El 18 de junio de 2026, el Banco Nacional Suizo (BNS) anunció que mantendría su tasa de política principal en 0%, una decisión anticipada por el mercado. El presidente Martin Schlegel señaló que el reciente conflicto en Medio Oriente había aumentado inicialmente la demanda del franco suizo como refugio seguro, pero esta presión ha disminuido desde entonces.
Sin embargo, el BNS se mantiene alerta y está listo para actuar contra cualquier apreciación rápida del franco que pueda amenazar la estabilidad económica. La inflación en Suiza ha aumentado al 0.6% en mayo desde el 0.1% en febrero, impulsada por el aumento de los precios de la energía vinculados al conflicto con Irán, aunque sigue siendo baja en comparación con los estándares globales.
Schlegel enfatizó la importancia de monitorear el panorama geopolítico, ya que el riesgo de presión al alza sobre el franco persiste debido a la ampliación de los diferenciales de tasas de interés con otros países.

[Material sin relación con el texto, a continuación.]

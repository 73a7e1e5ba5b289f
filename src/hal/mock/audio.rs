use std::f64::consts::PI;

use crate::hal::traits::SampleSource;

/// Interleaved sine tone, identical on every channel
pub struct SineSource {
    frequency: f64,
    sample_rate: f64,
    amplitude: f64,
    channels: usize,
    phase: f64,
}

impl SineSource {
    pub fn new(frequency: f64, sample_rate: u32, channels: u16) -> Self {
        Self {
            frequency,
            sample_rate: sample_rate as f64,
            amplitude: 0.5,
            channels: channels.max(1) as usize,
            phase: 0.0,
        }
    }

    pub fn with_amplitude(mut self, amplitude: f64) -> Self {
        self.amplitude = amplitude;
        self
    }
}

impl SampleSource for SineSource {
    fn read(&mut self, buffer: &mut [f32]) -> usize {
        let delta_phase = 2.0 * PI * self.frequency / self.sample_rate;
        let frames = buffer.len() / self.channels;

        for frame in buffer.chunks_exact_mut(self.channels) {
            let value = (self.amplitude * self.phase.sin()) as f32;
            frame.fill(value);
            self.phase += delta_phase;
            if self.phase > 2.0 * PI {
                self.phase -= 2.0 * PI;
            }
        }

        frames * self.channels
    }
}

/// Emits the same value forever
pub struct ConstantSource {
    value: f32,
}

impl ConstantSource {
    pub fn new(value: f32) -> Self {
        Self { value }
    }
}

impl SampleSource for ConstantSource {
    fn read(&mut self, buffer: &mut [f32]) -> usize {
        buffer.fill(self.value);
        buffer.len()
    }
}

/// Never has anything ready
pub struct StarvedSource;

impl SampleSource for StarvedSource {
    fn read(&mut self, _buffer: &mut [f32]) -> usize {
        0
    }
}

#[cfg(test)]
mod tests {
    use super::*;

    #[test]
    fn test_sine_fills_whole_frames() {
        let mut source = SineSource::new(1000.0, 48000, 2);
        let mut buffer = vec![0.0f32; 9];
        assert_eq!(source.read(&mut buffer), 8);
        assert_eq!(buffer[0], buffer[1]);
        assert_eq!(buffer[2], buffer[3]);
        assert!(buffer[2] > 0.0);
    }

    #[test]
    fn test_sine_stays_within_amplitude() {
        let mut source = SineSource::new(440.0, 44100, 1).with_amplitude(0.8);
        let mut buffer = vec![0.0f32; 4096];
        source.read(&mut buffer);
        assert!(buffer.iter().all(|s| s.abs() <= 0.8 + f32::EPSILON));
    }

    #[test]
    fn test_constant_and_starved() {
        let mut buffer = [0.0f32; 4];
        assert_eq!(ConstantSource::new(0.25).read(&mut buffer), 4);
        assert_eq!(buffer, [0.25; 4]);
        assert_eq!(StarvedSource.read(&mut buffer), 0);
    }
}
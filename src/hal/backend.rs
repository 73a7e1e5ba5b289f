use async_trait::async_trait;
use regex::Regex;
use std::sync::{Arc, LazyLock};

use super::enumerator::{card_reference, DeviceEnumerator};
use super::tools::ToolConfig;
use super::traits::{AudioBackend, PcmBinding, ToolRunner};
use super::types::{is_hardware_id, AudioDevice};
use crate::engine::{Player, PlayerConfig, PlayerError};

/// Mixer controls tried in order when setting hardware volume
pub const VOLUME_CONTROLS: &[&str] = &["Master", "PCM", "Speaker", "Headphone"];

static PERCENT: LazyLock<Regex> =
    LazyLock::new(|| Regex::new(r"\[(\d{1,3})%\]").expect("valid regex"));
static SIMPLE_CONTROL: LazyLock<Regex> =
    LazyLock::new(|| Regex::new(r"^Simple mixer control '([^']+)',\d+").expect("valid regex"));

/// First `[NN%]` in mixer tool output
pub fn parse_volume_percent(output: &str) -> Option<u8> {
    PERCENT
        .captures(output)
        .and_then(|caps| caps[1].parse::<u8>().ok())
        .map(|p| p.min(100))
}

/// Control names from `amixer scontrols`
pub fn parse_mixer_controls(output: &str) -> Vec<String> {
    output
        .lines()
        .filter_map(|line| SIMPLE_CONTROL.captures(line.trim()))
        .map(|caps| caps[1].to_string())
        .collect()
}

/// Direct-hardware backend over the native PCM binding and the ALSA command line tools
pub struct AlsaBackend {
    enumerator: DeviceEnumerator,
    tools: Arc<dyn ToolRunner>,
    tool_config: ToolConfig,
    binding: Arc<dyn PcmBinding>,
    player_config: PlayerConfig,
}

impl AlsaBackend {
    pub fn new(
        binding: Arc<dyn PcmBinding>,
        tools: Arc<dyn ToolRunner>,
        tool_config: ToolConfig,
        player_config: PlayerConfig,
    ) -> Self {
        Self {
            enumerator: DeviceEnumerator::new(tools.clone(), tool_config.clone()),
            tools,
            tool_config,
            binding,
            player_config,
        }
    }

    /// Backend wired to libasound and the system tools
    #[cfg(feature = "alsa")]
    pub fn system(tool_config: ToolConfig, player_config: PlayerConfig) -> Self {
        let tools = Arc::new(super::tools::SystemToolRunner::new(tool_config.timeout()));
        Self::new(
            Arc::new(super::drivers::AlsaBinding::new()),
            tools,
            tool_config,
            player_config,
        )
    }

    pub fn enumerator(&self) -> &DeviceEnumerator {
        &self.enumerator
    }

    async fn mixer_card(&self, device_id: &str) -> Option<u32> {
        if !is_hardware_id(device_id) {
            return None;
        }
        let card = card_reference(device_id)?;
        self.enumerator.card_index(&card).await
    }

    /// Current mixer level of the first readable control
    pub async fn hardware_volume(&self, device_id: &str) -> Option<u8> {
        let card = self.mixer_card(device_id).await?.to_string();
        for &control in VOLUME_CONTROLS {
            let output = self
                .tools
                .run(&self.tool_config.amixer, &["-c", &card, "sget", control])
                .await;
            if let Some(percent) = output.as_deref().and_then(parse_volume_percent) {
                return Some(percent);
            }
        }
        None
    }

    /// Simple mixer controls the device's card exposes
    pub async fn mixer_controls(&self, device_id: &str) -> Vec<String> {
        let Some(card) = self.mixer_card(device_id).await else {
            return Vec::new();
        };
        let card = card.to_string();
        self.tools
            .run(&self.tool_config.amixer, &["-c", &card, "scontrols"])
            .await
            .map(|out| parse_mixer_controls(&out))
            .unwrap_or_default()
    }
}

#[async_trait]
impl AudioBackend for AlsaBackend {
    fn backend_id(&self) -> &str {
        "alsa"
    }

    async fn output_devices(&self) -> Vec<AudioDevice> {
        self.enumerator.list_output_devices().await
    }

    async fn device(&self, id: &str) -> Option<AudioDevice> {
        self.enumerator.get_device(id).await
    }

    async fn default_device(&self) -> Option<AudioDevice> {
        self.enumerator.get_default_device().await
    }

    async fn validate_device(&self, id: Option<&str>) -> Result<(), String> {
        self.enumerator.validate_device(id).await
    }

    fn refresh_devices(&self) {
        self.enumerator.refresh_devices();
    }

    async fn set_hardware_volume(&self, device_id: &str, percent: u8) -> bool {
        if !is_hardware_id(device_id) {
            tracing::debug!(device = device_id, "no hardware mixer, use software volume");
            return false;
        }
        let Some(card) = self.mixer_card(device_id).await else {
            tracing::warn!(device = device_id, "could not resolve sound card");
            return false;
        };

        let card = card.to_string();
        let level = format!("{}%", percent.min(100));
        for &control in VOLUME_CONTROLS {
            let result = self
                .tools
                .run(&self.tool_config.amixer, &["-c", &card, "sset", control, &level])
                .await;
            if result.is_some() {
                tracing::debug!(device = device_id, control, level = %level, "hardware volume set");
                return true;
            }
        }
        tracing::warn!(device = device_id, card = %card, "no mixer control accepted the volume");
        false
    }

    async fn create_player(&self, device_id: Option<&str>) -> Result<Player, PlayerError> {
        self.player_config.validate()?;
        let id = match device_id.map(str::trim).filter(|id| !id.is_empty()) {
            Some(id) => self
                .enumerator
                .get_device(id)
                .await
                .map(|device| device.id)
                .ok_or_else(|| PlayerError::DeviceNotFound(id.to_string()))?,
            None => self
                .enumerator
                .get_default_device()
                .await
                .map(|device| device.id)
                .unwrap_or_else(|| "default".to_string()),
        };
        tracing::debug!(device = %id, "creating player");
        Ok(Player::new(self.binding.clone(), id, self.player_config.clone()))
    }
}
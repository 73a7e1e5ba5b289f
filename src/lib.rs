pub mod engine;
pub mod hal;
pub mod resilience;
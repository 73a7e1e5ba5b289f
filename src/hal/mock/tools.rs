use async_trait::async_trait;
use std::collections::HashMap;
use std::sync::{Mutex, PoisonError};

use crate::hal::traits::ToolRunner;

/// Tool runner answering from canned outputs.
///
/// Commands are keyed by the program followed by its arguments, joined with single spaces.
/// Anything not scripted behaves like a failed invocation.
#[derive(Default)]
pub struct ScriptedToolRunner {
    outputs: Mutex<HashMap<String, String>>,
    files: Mutex<HashMap<String, String>>,
    calls: Mutex<Vec<String>>,
}

impl ScriptedToolRunner {
    pub fn new() -> Self {
        Self::default()
    }

    pub fn with_output(self, command: &str, stdout: &str) -> Self {
        self.set_output(command, stdout);
        self
    }

    pub fn with_file(self, path: &str, contents: &str) -> Self {
        self.files
            .lock()
            .unwrap_or_else(PoisonError::into_inner)
            .insert(path.to_string(), contents.to_string());
        self
    }

    pub fn set_output(&self, command: &str, stdout: &str) {
        self.outputs
            .lock()
            .unwrap_or_else(PoisonError::into_inner)
            .insert(command.to_string(), stdout.to_string());
    }

    pub fn remove_output(&self, command: &str) {
        self.outputs
            .lock()
            .unwrap_or_else(PoisonError::into_inner)
            .remove(command);
    }

    /// Every command run so far, in order
    pub fn calls(&self) -> Vec<String> {
        self.calls.lock().unwrap_or_else(PoisonError::into_inner).clone()
    }
}

#[async_trait]
impl ToolRunner for ScriptedToolRunner {
    async fn run(&self, program: &str, args: &[&str]) -> Option<String> {
        let mut command = program.to_string();
        for arg in args {
            command.push(' ');
            command.push_str(arg);
        }
        self.calls
            .lock()
            .unwrap_or_else(PoisonError::into_inner)
            .push(command.clone());
        self.outputs
            .lock()
            .unwrap_or_else(PoisonError::into_inner)
            .get(&command)
            .cloned()
    }

    async fn read_file(&self, path: &str) -> Option<String> {
        self.files
            .lock()
            .unwrap_or_else(PoisonError::into_inner)
            .get(path)
            .cloned()
    }
}
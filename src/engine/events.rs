use crossbeam_channel::{unbounded, Receiver, Sender};
use std::sync::{Mutex, PoisonError};
use std::time::Duration;

use super::state::PlayerState;

#[derive(Debug, Clone, PartialEq)]
pub enum PlayerEvent {
    StateChanged(PlayerState),
    ErrorOccurred {
        message: String,
        cause: Option<String>,
    },
    /// Device lost; `attempt` starts at 1 and `delay` is the wait before it
    Reconnecting { attempt: u32, delay: Duration },
}

/// Fan-out of player events to subscriber channels.
///
/// Delivery happens on the emitting thread, so a subscriber sees events in firing order
/// and an event caused by a control call is queued before that call returns.
#[derive(Default)]
pub struct EventBus {
    subscribers: Mutex<Vec<Sender<PlayerEvent>>>,
}

impl EventBus {
    pub fn new() -> Self {
        Self::default()
    }

    pub fn subscribe(&self) -> Receiver<PlayerEvent> {
        let (tx, rx) = unbounded();
        self.subscribers
            .lock()
            .unwrap_or_else(PoisonError::into_inner)
            .push(tx);
        rx
    }

    pub fn emit(&self, event: PlayerEvent) {
        let mut subscribers = self.subscribers.lock().unwrap_or_else(PoisonError::into_inner);
        // Dropped receivers unsubscribe
        subscribers.retain(|tx| tx.send(event.clone()).is_ok());
    }

    pub fn subscriber_count(&self) -> usize {
        self.subscribers.lock().unwrap_or_else(PoisonError::into_inner).len()
    }
}
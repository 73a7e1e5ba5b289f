#[cfg(feature = "alsa")]
pub mod alsa;

#[cfg(feature = "alsa")]
pub use self::alsa::AlsaBinding;
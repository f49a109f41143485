/*!
 * pmq
 * Client library for kernel-provided named POSIX message queues
 *
 * Multiple independent processes open the same named queue and exchange
 * discrete, prioritized messages without a broker. A handle performs
 * non-blocking enqueue/dequeue and bridges the kernel's level-triggered
 * readiness into edge-triggered notifications for a single-threaded
 * external event dispatcher. Linux only: `mqd_t` is a pollable file
 * descriptor there.
 */

pub mod queue;
pub mod registry;
pub mod types;

mod sys;

// Re-exports
pub use queue::{
    defaults, CreateConfig, EdgeState, MessageQueue, ModeSpec, OpenConfig, QueueAttrs,
    QueueDefaults,
};
pub use registry::{EventRegistry, NoopRegistry};
pub use types::{Edge, MqError, MqResult, Priority, MAX_PRIORITY};
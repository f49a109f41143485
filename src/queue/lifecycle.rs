/*!
 * Queue Lifecycle Operations
 * Open, close, and unlink
 */

use super::config::OpenConfig;
use super::handle::MessageQueue;
use super::readiness::EdgeState;
use super::types::QueueAttrs;
use crate::registry::EventRegistry;
use crate::sys;
use crate::types::{Edge, MqError, MqResult};
use libc::{mqd_t, O_CREAT, O_EXCL, O_NONBLOCK, O_RDWR};
use log::{debug, info, warn};
use std::ffi::CString;
use std::os::unix::io::RawFd;

impl MessageQueue {
    /// Open the named queue, creating it first when the config says so.
    ///
    /// The queue is always requested read-write and non-blocking. Any
    /// previously open descriptor is deregistered, closed, and
    /// invalidated before the new open is attempted, so a failed call
    /// leaves the handle without a live queue. On success the attributes
    /// are fetched and cached, the name is stored for a later unlink,
    /// the edge state is seeded from the current occupancy, and the
    /// descriptor is registered with `registry` for read+write interest.
    ///
    /// `sink` is bound only by the first successful open on this handle;
    /// re-opens keep the original sink and drop the argument.
    pub fn open<R>(
        &mut self,
        registry: &mut R,
        config: &OpenConfig,
        sink: impl FnMut(Edge) + 'static,
    ) -> MqResult<()>
    where
        R: EventRegistry + ?Sized,
    {
        let name = Self::validate_name(&config.name)?;
        let mut oflag = O_RDWR | O_NONBLOCK;

        // Resolve creation parameters before touching the old descriptor.
        let create = match &config.create {
            Some(create) => {
                oflag |= O_CREAT;
                if create.exclusive {
                    oflag |= O_EXCL;
                }
                let mode = create.mode.bits()? as libc::mode_t;
                Some((mode, sys::creation_attr(create.maxmsgs, create.msgsize)))
            }
            None => None,
        };

        self.release_descriptor(registry);

        let mqd = match create {
            Some((mode, mut attr)) => sys::mq_open(&name, oflag, mode, Some(&mut attr)),
            None => sys::mq_open(&name, oflag, 0, None),
        }
        .map_err(|errno| MqError::os("mq_open", errno))?;

        // Second syscall: adopt the kernel's actual limits (creation
        // limits are ignored when attaching to an existing queue).
        let attrs = match sys::mq_getattr(mqd) {
            Ok(attr) => QueueAttrs::from(attr),
            Err(errno) => {
                let _ = sys::mq_close(mqd);
                return Err(MqError::os("mq_getattr", errno));
            }
        };

        if let Err(e) = registry.register(mqd as RawFd) {
            let _ = sys::mq_close(mqd);
            return Err(MqError::Registry(e));
        }

        self.mqd = mqd;
        self.attrs = attrs;
        self.name = Some(name);
        self.edges = EdgeState::seeded(&attrs);
        if self.sink.is_none() {
            self.sink = Some(Box::new(sink));
        }

        info!(
            "opened queue {} (mqd {}, maxmsgs {}, msgsize {}, curmsgs {})",
            config.name, self.mqd, attrs.maxmsgs, attrs.msgsize, attrs.curmsgs
        );
        Ok(())
    }

    /// Close the descriptor and deregister it from the dispatcher.
    ///
    /// The name is kept so the queue can still be unlinked. The
    /// descriptor is invalidated even if the underlying close reports an
    /// error; every error path leaves the handle well-defined.
    pub fn close<R>(&mut self, registry: &mut R) -> MqResult<()>
    where
        R: EventRegistry + ?Sized,
    {
        if !self.is_open() {
            return Err(MqError::AlreadyClosed);
        }

        if let Err(e) = registry.deregister(self.mqd as RawFd) {
            warn!("deregistering mqd {} failed: {}", self.mqd, e);
        }

        let result = sys::mq_close(self.mqd);
        debug!("closed queue mqd {}", self.mqd);
        self.mqd = sys::MQD_INVALID;
        result.map_err(|errno| MqError::os("mq_close", errno))
    }

    /// Remove the queue's name from the namespace.
    ///
    /// Requires a name from an earlier successful open; the descriptor
    /// need not still be open. The stored name is consumed on success,
    /// so a second unlink fails as a usage error.
    pub fn unlink(&mut self) -> MqResult<()> {
        let name = self.name.as_ref().ok_or(MqError::NothingToUnlink)?;
        sys::mq_unlink(name).map_err(|errno| MqError::os("mq_unlink", errno))?;
        info!("unlinked queue {:?}", name);
        self.name = None;
        Ok(())
    }

    fn validate_name(name: &str) -> MqResult<CString> {
        if name.is_empty() {
            return Err(MqError::invalid_argument("queue name must be non-empty"));
        }
        CString::new(name)
            .map_err(|_| MqError::invalid_argument("queue name must not contain NUL bytes"))
    }

    /// Drop the current descriptor, if any, before a re-open. Failures
    /// are logged and ignored; the descriptor is gone either way.
    fn release_descriptor<R>(&mut self, registry: &mut R)
    where
        R: EventRegistry + ?Sized,
    {
        if !self.is_open() {
            return;
        }
        if let Err(e) = registry.deregister(self.mqd as RawFd) {
            warn!("deregistering mqd {} failed: {}", self.mqd, e);
        }
        if let Err(errno) = sys::mq_close(self.mqd) {
            warn!("closing mqd {} failed: {}", self.mqd, errno);
        }
        let old: mqd_t = self.mqd;
        self.mqd = sys::MQD_INVALID;
        debug!("released mqd {} ahead of re-open", old);
    }
}
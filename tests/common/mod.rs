/*!
 * Test Helpers
 * Unique queue names and a recording dispatcher registry
 */

// Each test binary uses a different subset of these helpers.
#![allow(dead_code)]

use pmq::EventRegistry;
use std::io;
use std::os::unix::io::RawFd;
use std::sync::atomic::{AtomicU32, Ordering};

static COUNTER: AtomicU32 = AtomicU32::new(0);

/// Queue name unique to this process and call site, so a crashed earlier
/// run cannot collide with the current one.
pub fn unique_name(tag: &str) -> String {
    format!(
        "/pmq-test-{}-{}-{}",
        tag,
        std::process::id(),
        COUNTER.fetch_add(1, Ordering::SeqCst)
    )
}

pub fn init_logs() {
    let _ = env_logger::builder().is_test(true).try_init();
}

/// Registry that records every registration call.
#[derive(Debug, Default)]
pub struct RecordingRegistry {
    pub registered: Vec<RawFd>,
    pub deregistered: Vec<RawFd>,
}

impl EventRegistry for RecordingRegistry {
    fn register(&mut self, fd: RawFd) -> io::Result<()> {
        self.registered.push(fd);
        Ok(())
    }

    fn deregister(&mut self, fd: RawFd) -> io::Result<()> {
        self.deregistered.push(fd);
        Ok(())
    }
}
/*!
 * Core Types
 * Error taxonomy, result alias, and readiness edge tags
 */

use nix::errno::Errno;
use serde::{Deserialize, Serialize};
use thiserror::Error;

/// Message priority. The facility dequeues higher priorities first,
/// oldest-first within equal priority.
pub type Priority = u32;

/// Exclusive upper bound on message priority.
pub const MAX_PRIORITY: Priority = 32;

/// Queue operation result
pub type MqResult<T> = Result<T, MqError>;

/// Unified queue error type
///
/// Usage errors (`InvalidArgument`, `AlreadyClosed`, `NothingToUnlink`)
/// are raised before any syscall is attempted. Would-block conditions are
/// never errors; `send` returns `false` and `recv` returns `None` for
/// them instead.
#[derive(Error, Debug)]
#[non_exhaustive]
pub enum MqError {
    /// Bad argument shape, type, or range
    #[error("Invalid argument: {0}")]
    InvalidArgument(String),

    /// Close called on a handle with no live descriptor
    #[error("Queue already closed")]
    AlreadyClosed,

    /// Unlink called on a handle that never opened a queue
    #[error("Nothing to unlink")]
    NothingToUnlink,

    /// OS-level failure, with the platform's descriptive text
    #[error("{op} failed: {errno}")]
    Os {
        op: &'static str,
        #[source]
        errno: Errno,
    },

    /// The external dispatcher refused the descriptor registration
    #[error("Dispatcher registration failed: {0}")]
    Registry(#[from] std::io::Error),
}

impl MqError {
    /// Create an invalid argument error
    #[inline]
    pub fn invalid_argument(msg: impl Into<String>) -> Self {
        Self::InvalidArgument(msg.into())
    }

    /// Create an OS error for the named operation
    #[inline]
    pub fn os(op: &'static str, errno: Errno) -> Self {
        Self::Os { op, errno }
    }

    /// Errno carried by an OS-level error, if any
    pub fn errno(&self) -> Option<Errno> {
        match self {
            Self::Os { errno, .. } => Some(*errno),
            _ => None,
        }
    }
}

/// Readiness transition reported to the notification sink
#[derive(Debug, Clone, Copy, PartialEq, Eq, Serialize, Deserialize)]
#[serde(rename_all = "snake_case")]
pub enum Edge {
    /// The queue went from empty-looking to readable
    Readable,
    /// The queue went from full-looking to writable
    Writable,
}

impl std::fmt::Display for Edge {
    fn fmt(&self, f: &mut std::fmt::Formatter) -> std::fmt::Result {
        match self {
            Edge::Readable => write!(f, "readable"),
            Edge::Writable => write!(f, "writable"),
        }
    }
}
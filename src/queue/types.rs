/*!
 * Queue Types
 * Cached attribute snapshot shared by the handle and the readiness bridge
 */

use serde::{Deserialize, Serialize};

/// Snapshot of the kernel's queue attributes.
///
/// `maxmsgs` and `msgsize` are fixed at creation time; `curmsgs` changes
/// on every successful send/receive by any process sharing the queue.
/// The snapshot is advisory between refreshes, never authoritative.
#[derive(Debug, Clone, Copy, Default, PartialEq, Eq, Serialize, Deserialize)]
pub struct QueueAttrs {
    pub flags: i64,
    pub maxmsgs: i64,
    pub msgsize: i64,
    pub curmsgs: i64,
}

impl QueueAttrs {
    pub fn is_full(&self) -> bool {
        self.curmsgs == self.maxmsgs
    }
}

impl From<libc::mq_attr> for QueueAttrs {
    fn from(attr: libc::mq_attr) -> Self {
        Self {
            flags: attr.mq_flags as i64,
            maxmsgs: attr.mq_maxmsg as i64,
            msgsize: attr.mq_msgsize as i64,
            curmsgs: attr.mq_curmsgs as i64,
        }
    }
}
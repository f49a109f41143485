/*!
 * Queue Handle
 * Owns the descriptor, the queue name, and the cached attributes
 */

use super::readiness::EdgeState;
use super::types::QueueAttrs;
use crate::sys;
use crate::types::Edge;
use libc::mqd_t;
use log::warn;
use std::ffi::CString;
use std::os::unix::io::RawFd;

/// Handle to one named POSIX message queue.
///
/// Always opened read-write and non-blocking; would-block conditions
/// surface as values (`send` returning `false`, `recv` returning `None`),
/// never as waits. Exactly one thread may touch a given handle; the
/// kernel serializes access to the shared queue across processes.
pub struct MessageQueue {
    pub(super) mqd: mqd_t,
    /// Present once any open has succeeded; consumed by unlink.
    pub(super) name: Option<CString>,
    pub(super) attrs: QueueAttrs,
    pub(super) edges: EdgeState,
    /// Bound on the first successful open, held for the handle's lifetime.
    pub(super) sink: Option<Box<dyn FnMut(Edge)>>,
}

impl MessageQueue {
    /// Create a handle with no live descriptor and no name.
    pub fn new() -> Self {
        Self {
            mqd: sys::MQD_INVALID,
            name: None,
            attrs: QueueAttrs::default(),
            edges: EdgeState::default(),
            sink: None,
        }
    }

    /// Whether the handle currently owns a live descriptor.
    pub fn is_open(&self) -> bool {
        self.mqd != sys::MQD_INVALID
    }

    /// The queue name from the last successful open, if any.
    pub fn name(&self) -> Option<&str> {
        self.name.as_ref().and_then(|name| name.to_str().ok())
    }

    /// The raw pollable descriptor, while open.
    pub fn raw_fd(&self) -> Option<RawFd> {
        self.is_open().then_some(self.mqd as RawFd)
    }

    /// Refresh the cached attributes from the kernel.
    ///
    /// This is the single refresh-on-touch point: invoked after open,
    /// after every send/receive outcome, at the start of each dispatcher
    /// tick, and before every accessor read. A failed refresh (closed
    /// handle) leaves the previous snapshot in place.
    pub(super) fn refresh_attrs(&mut self) {
        if let Ok(attr) = sys::mq_getattr(self.mqd) {
            self.attrs = QueueAttrs::from(attr);
        }
    }

    /// Message size limit, fixed at creation time.
    ///
    /// Accessors refresh the cache first; on a closed handle the refresh
    /// silently fails and the stale cached value is returned.
    pub fn msgsize(&mut self) -> i64 {
        self.refresh_attrs();
        self.attrs.msgsize
    }

    /// Queue capacity in messages, fixed at creation time.
    pub fn maxmsgs(&mut self) -> i64 {
        self.refresh_attrs();
        self.attrs.maxmsgs
    }

    /// Current queue depth.
    pub fn curmsgs(&mut self) -> i64 {
        self.refresh_attrs();
        self.attrs.curmsgs
    }

    /// Whether the queue is at capacity.
    pub fn is_full(&mut self) -> bool {
        self.refresh_attrs();
        self.attrs.is_full()
    }

    /// The cached snapshot as-is, without a refresh.
    pub fn attrs(&self) -> &QueueAttrs {
        &self.attrs
    }
}

impl Default for MessageQueue {
    fn default() -> Self {
        Self::new()
    }
}

impl Drop for MessageQueue {
    /// Closes a still-open descriptor. Dispatcher deregistration needs
    /// the registry, so hosts that polled this handle must `close()` it
    /// before dropping.
    fn drop(&mut self) {
        if self.is_open() {
            if let Err(errno) = sys::mq_close(self.mqd) {
                warn!("leaking mq descriptor {}: close failed: {}", self.mqd, errno);
            }
            self.mqd = sys::MQD_INVALID;
        }
    }
}

impl std::fmt::Debug for MessageQueue {
    fn fmt(&self, f: &mut std::fmt::Formatter) -> std::fmt::Result {
        f.debug_struct("MessageQueue")
            .field("mqd", &self.mqd)
            .field("name", &self.name)
            .field("attrs", &self.attrs)
            .field("edges", &self.edges)
            .field("sink", &self.sink.is_some())
            .finish()
    }
}
/*!
 * Queue Module
 * Handle lifecycle, transfer operations, and readiness bridging
 */

pub mod config;
pub mod handle;
pub mod lifecycle;
pub mod operations;
pub mod readiness;
pub mod types;

// Re-export public API
pub use config::{defaults, CreateConfig, ModeSpec, OpenConfig, QueueDefaults};
pub use handle::MessageQueue;
pub use readiness::EdgeState;
pub use types::QueueAttrs;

El Banco Central Europeo ha aumentado recientemente su tasa de interés clave, y la Reserva Federal ha señalado posibles aumentos de tasas, lo que podría afectar aún más la dinámica de las divisas. El BNS proyecta un crecimiento económico suizo de alrededor del 1% en 2026 y del 1.5% en 2027, pero advirtió que las condiciones económicas globales, particularmente la política comercial de EE.
UU. y las incertidumbres en Medio Oriente, representan riesgos significativos. La disposición del BNS para intervenir en el mercado de divisas podría provocar tensiones con EE. UU., que ha acusado anteriormente a Suiza de manipulación de divisas, lo que ha llevado a altos aranceles.
Esta situación subraya el delicado equilibrio que el BNS debe mantener en su política monetaria en medio de presiones externas.